Headache from fever occurs much more frequently in children, for two reasons. Firstly, an infection in a child usually causes a much higher fever than the same infection would in an adult: a mild viral infection producing a temperature of only 99.5° F (37.4° C) in an adult might produce a fever of 103° F (39.4° C) in a child.

Secondly, the higher the temperature, the more powerful the headache, and children get many more high fevers than adults. As we’ve just seen, part of this is because some illnesses produce high temperatures in children, and not in adults. But there is a second and more important factor at work: children are simply much more vulnerable than adults to being infected by the germs that are present in the community at the time. The reason is quite simple. A person is vulnerable to any illness he hasn’t met before, but once he’s had the infection, he develops immunity to it, so he can’t get it again. This is why (with very few exceptions) it’s only possible to have an illness like mumps once. After the initial infection the body recognises the mumps virus, and on every subsequent occasion that this virus tries to gain entry, the immune system locates and neutralises it.

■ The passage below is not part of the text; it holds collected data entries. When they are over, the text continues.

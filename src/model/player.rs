use serde::{Deserialize, Serialize};
use utoipa::ToSchema;

#[derive(Debug, Clone, Copy, PartialEq, Eq, Serialize, Deserialize, ToSchema)]
#[serde(rename_all = "SCREAMING_SNAKE_CASE")]
pub enum Race {
    Human,
    Dwarf,
    Elf,
    Giant,
    Orc,
    Troll,
    Hobbit,
}

#[derive(Debug, Clone, Copy, PartialEq, Eq, Serialize, Deserialize, ToSchema)]
#[serde(rename_all = "SCREAMING_SNAKE_CASE")]
pub enum Profession {
    Warrior,
    Rogue,
    Sorcerer,
    Cleric,
    Paladin,
    Nazgul,
    Warlock,
    Druid,
}

/// Field a player listing is sorted by, ascending.
#[derive(Debug, Clone, Copy, Default, PartialEq, Eq, Serialize, Deserialize, ToSchema)]
#[serde(rename_all = "SCREAMING_SNAKE_CASE")]
pub enum PlayerOrder {
    #[default]
    Id,
    Name,
    Experience,
    Birthday,
    Level,
}

#[derive(Debug, Clone, PartialEq, Serialize, Deserialize, ToSchema)]
#[serde(rename_all = "camelCase")]
pub struct PlayerDto {
    pub id: i64,
    pub name: String,
    pub title: String,
    pub race: Race,
    pub profession: Profession,
    pub experience: i32,
    pub level: i32,
    pub until_next_level: i32,
    /// Milliseconds since the Unix epoch.
    pub birthday: i64,
    pub banned: bool,
}

/// Request body for creating a player.
///
/// Every field except `banned` is required; they are optional here so a missing field
/// is reported as a validation failure rather than a deserialization error.
#[derive(Debug, Clone, Default, PartialEq, Serialize, Deserialize, ToSchema)]
#[serde(rename_all = "camelCase")]
pub struct CreatePlayerDto {
    pub name: Option<String>,
    pub title: Option<String>,
    pub race: Option<Race>,
    pub profession: Option<Profession>,
    pub experience: Option<i32>,
    /// Milliseconds since the Unix epoch.
    pub birthday: Option<i64>,
    pub banned: Option<bool>,
}

/// Request body for a partial player update. Absent or null fields are left untouched.
#[derive(Debug, Clone, Default, PartialEq, Serialize, Deserialize, ToSchema)]
#[serde(rename_all = "camelCase")]
pub struct UpdatePlayerDto {
    pub name: Option<String>,
    pub title: Option<String>,
    pub race: Option<Race>,
    pub profession: Option<Profession>,
    pub experience: Option<i32>,
    /// Milliseconds since the Unix epoch.
    pub birthday: Option<i64>,
    pub banned: Option<bool>,
}
use thiserror::Error;

/// Errors raised while preparing a test environment.
#[derive(Error, Debug)]
pub enum TestError {
    /// Connecting to the in-memory database or creating a table failed.
    #[error(transparent)]
    Database(#[from] sea_orm::DbErr),
}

Lastly, and very importantly, don’t forget meningitis is a cause of fever and headache. Meningitis is more common in children, so get into the habit of checking for a stiff neck every time your child gets a temperature. That way, if it is meningitis, you’ll be giving your child the best possible chance of getting over it. Meningitis in the very young doesn’t always give a stiff neck: a bulging fontanelle (the soft bit at the top of a baby’s head), vomiting, irritability and/or drowsiness, are among the things to look for. And remember that in meningitis immediate medical treatment may save your child’s life.

But meningitis is rare. Don’t get over-anxious about the possibility of your child having it. Just check that neck, routinely, each time he or she gets a temperature.